Debuting closing night at the New York Film Festival was James Gray’s “The Lost City of Z,” (Bleecker Street, April 14), based on David Grann’s non-fiction bestseller. Produced by Plan B and shot on 35 mm in Colombia, CinemaCon Male Star of the Year Charlie Hunnam (“King Arthur: Legend of the Sword”) told some hair-raising tales of shooting in the Amazon as 19th century explorer Percy Fawcett. He lost 30-40 pounds filming in sequence in the jungle, cut himself off from all communication with friends and family for four months, was knocked off his feet by lightning, and encountered snakes, spiders and a scorpion as well as a burrowing beetle in his ear while sleeping at his hotel. “It sounded like a pneumatic drill,” he said.

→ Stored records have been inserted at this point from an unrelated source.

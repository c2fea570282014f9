//! Strike selection for cash-secured puts and covered calls.
//!
//! Candidates pass three gates (DTE window, liquidity, moneyness) and are
//! scored by `10 * |delta - target| - premium_return`; the lowest score
//! wins. Calls are never selected below the cost basis.

use std::sync::Arc;
use std::time::Duration;

use chrono::NaiveDate;
use rust_decimal::prelude::ToPrimitive;
use rust_decimal::Decimal;
use serde::Serialize;
use tracing::{debug, info};
use wheel_trade_core::{
    Collaborator, MarketData, OptionContract, OptionRight, PricingModel, SymbolConfig, WheelResult,
    CONTRACT_MULTIPLIER,
};

use crate::bounded::bounded;

/// IV used when the chain has no quoted volatility.
pub const DEFAULT_IV: f64 = 0.30;

/// Contracts deeper than this are in the money.
pub const MAX_ABS_DELTA: f64 = 0.50;

/// Weight of delta distance relative to premium return in the score.
const DELTA_WEIGHT: f64 = 10.0;

/// Selection parameters for one search.
#[derive(Debug, Clone, PartialEq)]
pub struct Targeting {
    pub right: OptionRight,
    /// Signed: negative for puts.
    pub target_delta: f64,
    pub min_dte: i64,
    pub max_dte: i64,
    pub min_premium: Decimal,
    pub min_open_interest: u64,
    /// Lowest acceptable call strike.
    pub strike_floor: Option<Decimal>,
}

impl Targeting {
    #[must_use]
    pub fn put(cfg: &SymbolConfig) -> Self {
        Self {
            right: OptionRight::Put,
            target_delta: -cfg.target_put_delta.abs(),
            min_dte: cfg.min_dte,
            max_dte: cfg.max_dte,
            min_premium: cfg.min_premium,
            min_open_interest: cfg.min_open_interest,
            strike_floor: None,
        }
    }

    #[must_use]
    pub fn call(cfg: &SymbolConfig, cost_basis: Decimal) -> Self {
        Self {
            right: OptionRight::Call,
            target_delta: cfg.target_call_delta.abs(),
            min_dte: cfg.min_dte,
            max_dte: cfg.max_dte,
            min_premium: cfg.min_premium,
            min_open_interest: cfg.min_open_interest,
            strike_floor: Some(cost_basis),
        }
    }
}

/// A contract that passed every gate, with its scoring inputs.
#[derive(Debug, Clone, PartialEq, Serialize)]
pub struct StrikeCandidate {
    pub contract: OptionContract,
    pub dte: i64,
    pub delta: f64,
    /// Mid price per share.
    pub premium: Decimal,
    /// Premium over collateral, as a fraction.
    pub premium_return: f64,
    pub annualized_return: f64,
    pub score: f64,
    pub theoretical_price: f64,
}

/// Best put and call for a symbol, as a wheel opportunity report.
#[derive(Debug, Clone, PartialEq, Serialize)]
pub struct WheelAnalysis {
    pub symbol: String,
    pub spot: Decimal,
    pub put: Option<StrikeCandidate>,
    pub call: Option<StrikeCandidate>,
    /// Put strike less put premium, or spot when no put qualifies.
    pub hypothetical_cost_basis: Decimal,
    /// Mean of the put and call annualized returns.
    pub estimated_wheel_return: Option<f64>,
}

/// Scores one contract. `None` if it fails a gate.
#[must_use]
pub fn evaluate(
    contract: &OptionContract,
    spot: Decimal,
    dte: i64,
    targeting: &Targeting,
    pricing: &dyn PricingModel,
    risk_free_rate: f64,
) -> Option<StrikeCandidate> {
    if contract.right != targeting.right {
        return None;
    }
    if targeting.strike_floor.is_some_and(|floor| contract.strike < floor) {
        return None;
    }
    let premium = contract.mid();
    if contract.open_interest < targeting.min_open_interest || premium < targeting.min_premium {
        return None;
    }

    let spot_f = spot.to_f64()?;
    let strike_f = contract.strike.to_f64()?;
    let iv = contract
        .implied_volatility
        .filter(|v| v.is_finite() && *v > 0.0)
        .unwrap_or(DEFAULT_IV);
    let delta = pricing.delta(spot_f, strike_f, risk_free_rate, iv, dte, contract.right);
    if !delta.is_finite() || delta.abs() > MAX_ABS_DELTA {
        return None;
    }

    let lot = Decimal::from(CONTRACT_MULTIPLIER);
    let collateral = match contract.right {
        OptionRight::Put => contract.strike * lot,
        OptionRight::Call => spot * lot,
    };
    if collateral <= Decimal::ZERO {
        return None;
    }
    let premium_return = (premium * lot / collateral).to_f64()?;
    let annualized_return = if dte > 0 {
        premium_return * 365.0 / dte as f64
    } else {
        0.0
    };
    let score = DELTA_WEIGHT * (delta.abs() - targeting.target_delta.abs()).abs() - premium_return;

    Some(StrikeCandidate {
        contract: contract.clone(),
        dte,
        delta,
        premium,
        premium_return,
        annualized_return,
        score,
        theoretical_price: pricing.price(spot_f, strike_f, risk_free_rate, iv, dte, contract.right),
    })
}

/// Lowest-scoring candidate; the first one wins ties.
#[must_use]
pub fn select_best(candidates: impl IntoIterator<Item = StrikeCandidate>) -> Option<StrikeCandidate> {
    candidates
        .into_iter()
        .min_by(|a, b| a.score.total_cmp(&b.score))
}

pub struct StrikeSelector {
    market: Arc<dyn MarketData>,
    pricing: Arc<dyn PricingModel>,
    risk_free_rate: f64,
    call_timeout: Duration,
}

impl StrikeSelector {
    #[must_use]
    pub fn new(
        market: Arc<dyn MarketData>,
        pricing: Arc<dyn PricingModel>,
        risk_free_rate: f64,
        call_timeout: Duration,
    ) -> Self {
        Self {
            market,
            pricing,
            risk_free_rate,
            call_timeout,
        }
    }

    /// Current spot for `symbol`, bounded by the call timeout.
    ///
    /// # Errors
    ///
    /// Propagates market-data failures and timeouts.
    pub async fn spot(&self, symbol: &str) -> WheelResult<Decimal> {
        bounded(Collaborator::MarketData, self.call_timeout, self.market.spot_price(symbol)).await
    }

    /// Best cash-secured put as of `today`.
    ///
    /// # Errors
    ///
    /// Propagates market-data failures and timeouts.
    pub async fn find_put(
        &self,
        cfg: &SymbolConfig,
        today: NaiveDate,
    ) -> WheelResult<Option<StrikeCandidate>> {
        self.find(&cfg.symbol, &Targeting::put(cfg), today).await
    }

    /// Best covered call with strike at or above `cost_basis`.
    ///
    /// # Errors
    ///
    /// Propagates market-data failures and timeouts.
    pub async fn find_call(
        &self,
        cfg: &SymbolConfig,
        cost_basis: Decimal,
        today: NaiveDate,
    ) -> WheelResult<Option<StrikeCandidate>> {
        self.find(&cfg.symbol, &Targeting::call(cfg, cost_basis), today)
            .await
    }

    /// Searches every expiration in the DTE window as of `today`.
    ///
    /// # Errors
    ///
    /// Propagates market-data failures and timeouts.
    pub async fn find(
        &self,
        symbol: &str,
        targeting: &Targeting,
        today: NaiveDate,
    ) -> WheelResult<Option<StrikeCandidate>> {
        let spot = self.spot(symbol).await?;
        self.find_with_spot(symbol, spot, targeting, today).await
    }

    async fn find_with_spot(
        &self,
        symbol: &str,
        spot: Decimal,
        targeting: &Targeting,
        today: NaiveDate,
    ) -> WheelResult<Option<StrikeCandidate>> {
        let expirations =
            bounded(Collaborator::MarketData, self.call_timeout, self.market.expirations(symbol)).await?;

        let mut candidates = Vec::new();
        for expiration in expirations {
            let dte = (expiration - today).num_days();
            if dte < targeting.min_dte || dte > targeting.max_dte {
                continue;
            }
            let chain = bounded(
                Collaborator::MarketData,
                self.call_timeout,
                self.market.options_chain(symbol, expiration),
            )
            .await?;
            candidates.extend(chain.iter().filter_map(|c| {
                evaluate(c, spot, dte, targeting, self.pricing.as_ref(), self.risk_free_rate)
            }));
        }

        debug!(symbol, right = %targeting.right, candidates = candidates.len(), "strikes evaluated");
        let best = select_best(candidates);
        match &best {
            Some(c) => info!(
                symbol,
                right = %targeting.right,
                strike = %c.contract.strike,
                expiration = %c.contract.expiration,
                dte = c.dte,
                delta = %format!("{:.3}", c.delta),
                premium = %c.premium,
                annualized = %format!("{:.1}%", c.annualized_return * 100.0),
                "strike selected"
            ),
            None => info!(symbol, right = %targeting.right, "no contract passed selection"),
        }
        Ok(best)
    }

    /// Best put, then the best call against the cost basis that put would
    /// leave after assignment.
    ///
    /// # Errors
    ///
    /// Propagates market-data failures and timeouts.
    pub async fn analyze(&self, cfg: &SymbolConfig, today: NaiveDate) -> WheelResult<WheelAnalysis> {
        let spot = self.spot(&cfg.symbol).await?;
        let put = self
            .find_with_spot(&cfg.symbol, spot, &Targeting::put(cfg), today)
            .await?;
        let hypothetical_cost_basis = put
            .as_ref()
            .map_or(spot, |p| p.contract.strike - p.premium);
        let call = self
            .find_with_spot(&cfg.symbol, spot, &Targeting::call(cfg, hypothetical_cost_basis), today)
            .await?;

        let estimated_wheel_return = put.as_ref().map(|p| {
            let call_return = call.as_ref().map_or(0.0, |c| c.annualized_return);
            (p.annualized_return + call_return) / 2.0
        });

        Ok(WheelAnalysis {
            symbol: cfg.symbol.clone(),
            spot,
            put,
            call,
            hypothetical_cost_basis,
            estimated_wheel_return,
        })
    }
}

“Doug Liman is crazy,” said wrestler-actor John Cena (“Ferdinand”). He also declared that his “The Wall” (Roadside Attractions, May 12) director is a genius who “knows how to take chances and tell a story.” Shot on a low budget with digital cameras in just two weeks, Cena and Aaron Taylor-Johnson play two Iraq soldiers trying to survive an assault by a sniper who is playing a deadly game with them.

Other Amazon Sundance pickups include “Landline” (July 21), Gillian Robespierre’s family comedy follow-up to “Obvious Child,” starring Jenny Slate, Finn Wittrock, John Turturro, and Edie Falco; Matt Ruskin’s audience award-winner “Crown Heights,” a legal thriller set in the New York criminal justice system starring Lakeith Stanfield; and “Cartel Land” documentarian Matthew Heinemann’s terrific portrait of heroic Syrian rebel journalists, “City of Ghosts” (IFC Films, July 14), which could be an Oscar contender.

Several indie relationship dramas are on the docket, including Bonafide and Marc Webb’s “The Only Living Boy in New York” (Roadside Attraction’s July 14) starring Jeff Bridges as a man counseling a teenager (Collum Turner) troubled by his father (Pierce Brosnan), who is dating an attractive woman (Kate Beckinsale). Writer-director Mike White’s “Brad’s Status” stars Ben Stiller as a father who gets caught up in his son’s applications for college.

Woody Allen is back with Coney Island period comedy “Wonder Wheel” starring Kate Winslet and Justin Timberlake, which is shot by “Cafe Society” cinematographer Vittorio Storraro, with costumes by Santo Loquasto. Will he return to Cannes?

“Queen of Versailles” photographer-filmmaker Lauren Greenfield has been laboring for 20 years on her documentary “Generation Wealth” about the “influence of affluence,” said Berney, who plans to premiere the movie this fall to accompany the publication of her Phaedon book on materialism, celebrity and social status.

Amazon is not only acquiring but also financing and producing films. In the pipeline for later 2017 and 2018 release are films by several major auteurs.

Currently filming is Plan B’s “A Beautiful Boy,” directed by Felix van Groeningen (“The Broken Circle Breakdown”) and adapted by “Lion” scribe Luke Davies from David Sheff’s New York Times bestseller, starring Steve Carell and Timothy Chalumet.

Gus Van Sant is shooting “Don’t Worry, He Won’t Get Far on Foot” starring Rooney Mara, Jonah Hill and Jack Black. Nash Edgerton is in production on an untitled project starring his brother Joel, David Oyelowo, Amanda Seyfried and Sharlto Copley. In May, Mike Leigh will start principal photography on his epic “Peterloo.”

Also in the works: Luca Guadagnino is remaking 70s cult film “Suspiria” with Dakota Johnson, Tilda Swinton and Chloe Grace Moretz. Terry Gilliam is finally going to shoot his long-in-the-works drama “Don Quixote” with Adam Driver, who also stars in the Leos Carax musical “Annette.” And Lynne Ramsay is directing “You Were Never Really Here” with Joaquin Phoenix, based on the novel by Jonathan Ames.